Saved entries:
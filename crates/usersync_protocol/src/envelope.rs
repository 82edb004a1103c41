//! The versioned envelope wrapping opaque resource content.

use crate::error::{ProtocolError, ProtocolResult};
use serde::{Deserialize, Serialize};

/// A versioned wrapper around opaque resource content, optionally tagged
/// with the machine that produced it.
///
/// An envelope is recognized on parse only if it carries exactly the keys
/// `{version, content}` or `{version, machineId, content}`. Any other shape
/// is a parse failure, which callers treat as an incompatible payload.
#[derive(Debug, Clone, PartialEq, Eq, Serialize, Deserialize)]
pub struct SyncData {
    /// Schema version of the content, declared by the producing strategy.
    pub version: u32,
    /// Identifier of the machine that wrote this envelope, if known.
    #[serde(rename = "machineId", skip_serializing_if = "Option::is_none")]
    pub machine_id: Option<String>,
    /// Opaque UTF-8 content owned by the strategy.
    pub content: String,
}

impl SyncData {
    /// Creates an envelope without a machine tag.
    pub fn new(version: u32, content: impl Into<String>) -> Self {
        Self {
            version,
            machine_id: None,
            content: content.into(),
        }
    }

    /// Tags the envelope with the producing machine.
    pub fn with_machine_id(mut self, machine_id: impl Into<String>) -> Self {
        self.machine_id = Some(machine_id.into());
        self
    }

    /// Parses an envelope, enforcing the recognized shapes.
    pub fn parse(text: &str) -> ProtocolResult<Self> {
        let value: serde_json::Value = serde_json::from_str(text)
            .map_err(|e| ProtocolError::malformed_envelope(e.to_string()))?;
        let map = value
            .as_object()
            .ok_or_else(|| ProtocolError::malformed_envelope("expected a JSON object"))?;

        for key in map.keys() {
            if key != "version" && key != "machineId" && key != "content" {
                return Err(ProtocolError::malformed_envelope(format!(
                    "unrecognized key {key:?}"
                )));
            }
        }

        let version = map
            .get("version")
            .and_then(|v| v.as_u64())
            .and_then(|v| u32::try_from(v).ok())
            .ok_or_else(|| ProtocolError::malformed_envelope("missing or invalid version"))?;

        let content = map
            .get("content")
            .and_then(|v| v.as_str())
            .ok_or_else(|| ProtocolError::malformed_envelope("missing or invalid content"))?
            .to_string();

        let machine_id = match map.get("machineId") {
            None => None,
            Some(v) => Some(
                v.as_str()
                    .ok_or_else(|| ProtocolError::malformed_envelope("machineId must be a string"))?
                    .to_string(),
            ),
        };

        Ok(Self {
            version,
            machine_id,
            content,
        })
    }

    /// Serializes the envelope to compact JSON.
    pub fn to_json(&self) -> ProtocolResult<String> {
        Ok(serde_json::to_string(self)?)
    }
}

/// The remote store's view of a resource: its version token plus the
/// envelope, absent when the resource does not exist remotely.
#[derive(Debug, Clone, PartialEq, Eq)]
pub struct RemoteUserData {
    /// Server-side opaque version token, monotonic per resource.
    pub ref_: String,
    /// The parsed envelope, or `None` for a resource with no remote copy.
    pub sync_data: Option<SyncData>,
}

impl RemoteUserData {
    /// Creates a remote view from a ref and an optional envelope.
    pub fn new(ref_: impl Into<String>, sync_data: Option<SyncData>) -> Self {
        Self {
            ref_: ref_.into(),
            sync_data,
        }
    }
}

◆ Exercise
Every line above carrying the word "resource" needs to be shown.

◆ The completed task
//! The versioned envelope wrapping opaque resource content.
/// A versioned wrapper around opaque resource content, optionally tagged
/// The remote store's view of a resource: its version token plus the
/// envelope, absent when the resource does not exist remotely.
    /// Server-side opaque version token, monotonic per resource.
    /// The parsed envelope, or `None` for a resource with no remote copy.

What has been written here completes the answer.